▸ Instructions for the task:
Take each line of the listing that has the string "dims" and report it.

▸ Input:
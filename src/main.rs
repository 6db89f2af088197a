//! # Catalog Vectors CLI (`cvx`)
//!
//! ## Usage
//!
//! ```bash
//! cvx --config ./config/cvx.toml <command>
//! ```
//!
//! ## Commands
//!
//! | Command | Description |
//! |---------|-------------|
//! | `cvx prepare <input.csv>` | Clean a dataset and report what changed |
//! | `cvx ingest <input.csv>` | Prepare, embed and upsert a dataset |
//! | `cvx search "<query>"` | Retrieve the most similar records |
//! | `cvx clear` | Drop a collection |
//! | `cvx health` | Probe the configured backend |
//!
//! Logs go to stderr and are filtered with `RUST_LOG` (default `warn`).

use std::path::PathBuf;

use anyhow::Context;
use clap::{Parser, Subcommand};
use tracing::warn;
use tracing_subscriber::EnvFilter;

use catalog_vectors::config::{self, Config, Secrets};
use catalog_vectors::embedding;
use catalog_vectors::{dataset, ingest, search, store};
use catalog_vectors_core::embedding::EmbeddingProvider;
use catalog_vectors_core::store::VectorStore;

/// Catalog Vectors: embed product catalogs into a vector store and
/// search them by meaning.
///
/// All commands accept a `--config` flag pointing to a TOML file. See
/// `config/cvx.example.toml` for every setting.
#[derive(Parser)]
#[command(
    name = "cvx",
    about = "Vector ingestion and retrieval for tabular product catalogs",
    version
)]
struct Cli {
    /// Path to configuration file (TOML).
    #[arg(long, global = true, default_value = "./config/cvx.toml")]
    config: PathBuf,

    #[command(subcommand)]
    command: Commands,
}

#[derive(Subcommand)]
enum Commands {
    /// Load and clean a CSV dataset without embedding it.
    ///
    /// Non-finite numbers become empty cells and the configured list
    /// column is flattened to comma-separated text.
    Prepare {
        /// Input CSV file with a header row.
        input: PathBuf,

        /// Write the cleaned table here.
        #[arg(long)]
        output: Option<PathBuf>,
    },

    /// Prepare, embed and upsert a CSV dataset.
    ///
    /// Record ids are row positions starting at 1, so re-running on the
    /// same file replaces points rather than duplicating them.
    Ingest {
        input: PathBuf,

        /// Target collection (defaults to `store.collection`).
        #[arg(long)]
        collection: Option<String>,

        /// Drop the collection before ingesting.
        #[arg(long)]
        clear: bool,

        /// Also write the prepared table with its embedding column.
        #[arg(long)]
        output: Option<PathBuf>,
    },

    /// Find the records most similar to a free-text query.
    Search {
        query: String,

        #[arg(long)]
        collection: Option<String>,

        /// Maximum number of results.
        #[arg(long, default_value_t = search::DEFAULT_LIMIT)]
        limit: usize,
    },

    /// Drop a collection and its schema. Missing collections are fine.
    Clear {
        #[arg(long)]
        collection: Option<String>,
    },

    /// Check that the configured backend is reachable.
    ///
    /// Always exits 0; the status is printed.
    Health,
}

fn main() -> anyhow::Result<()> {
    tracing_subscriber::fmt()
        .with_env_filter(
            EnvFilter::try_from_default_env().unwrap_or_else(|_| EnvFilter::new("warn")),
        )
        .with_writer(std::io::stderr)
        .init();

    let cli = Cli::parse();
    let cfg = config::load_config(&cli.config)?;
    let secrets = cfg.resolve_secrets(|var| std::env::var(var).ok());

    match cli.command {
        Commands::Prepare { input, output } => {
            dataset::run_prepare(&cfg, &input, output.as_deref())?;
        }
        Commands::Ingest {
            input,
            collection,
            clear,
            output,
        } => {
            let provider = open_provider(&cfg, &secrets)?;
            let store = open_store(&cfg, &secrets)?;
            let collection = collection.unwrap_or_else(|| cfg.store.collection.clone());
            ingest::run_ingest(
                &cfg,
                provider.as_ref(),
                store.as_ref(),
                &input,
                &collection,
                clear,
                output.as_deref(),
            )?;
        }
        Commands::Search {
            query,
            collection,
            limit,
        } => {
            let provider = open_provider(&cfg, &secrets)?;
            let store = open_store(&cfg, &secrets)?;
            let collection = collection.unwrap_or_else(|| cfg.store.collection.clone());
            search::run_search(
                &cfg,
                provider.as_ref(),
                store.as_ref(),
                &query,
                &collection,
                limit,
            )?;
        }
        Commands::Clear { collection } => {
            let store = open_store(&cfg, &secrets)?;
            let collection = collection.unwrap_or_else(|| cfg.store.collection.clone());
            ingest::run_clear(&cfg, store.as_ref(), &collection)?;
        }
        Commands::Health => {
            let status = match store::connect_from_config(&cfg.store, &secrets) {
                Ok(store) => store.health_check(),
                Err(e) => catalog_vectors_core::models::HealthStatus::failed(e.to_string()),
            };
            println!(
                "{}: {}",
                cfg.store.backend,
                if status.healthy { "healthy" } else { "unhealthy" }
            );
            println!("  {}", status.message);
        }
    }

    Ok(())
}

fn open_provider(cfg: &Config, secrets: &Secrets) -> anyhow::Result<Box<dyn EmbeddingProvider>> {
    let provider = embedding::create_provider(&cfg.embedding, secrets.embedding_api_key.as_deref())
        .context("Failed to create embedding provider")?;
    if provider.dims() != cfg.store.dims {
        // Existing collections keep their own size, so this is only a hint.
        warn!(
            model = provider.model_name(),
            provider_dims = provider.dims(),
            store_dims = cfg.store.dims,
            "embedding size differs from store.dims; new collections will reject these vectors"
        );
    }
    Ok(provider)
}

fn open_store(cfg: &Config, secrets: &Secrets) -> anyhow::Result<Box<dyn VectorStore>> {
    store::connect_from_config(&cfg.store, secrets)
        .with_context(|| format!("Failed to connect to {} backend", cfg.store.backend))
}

▸ Task response:
    if provider.dims() != cfg.store.dims {
            provider_dims = provider.dims(),
            store_dims = cfg.store.dims,
            "embedding size differs from store.dims; new collections will reject these vectors"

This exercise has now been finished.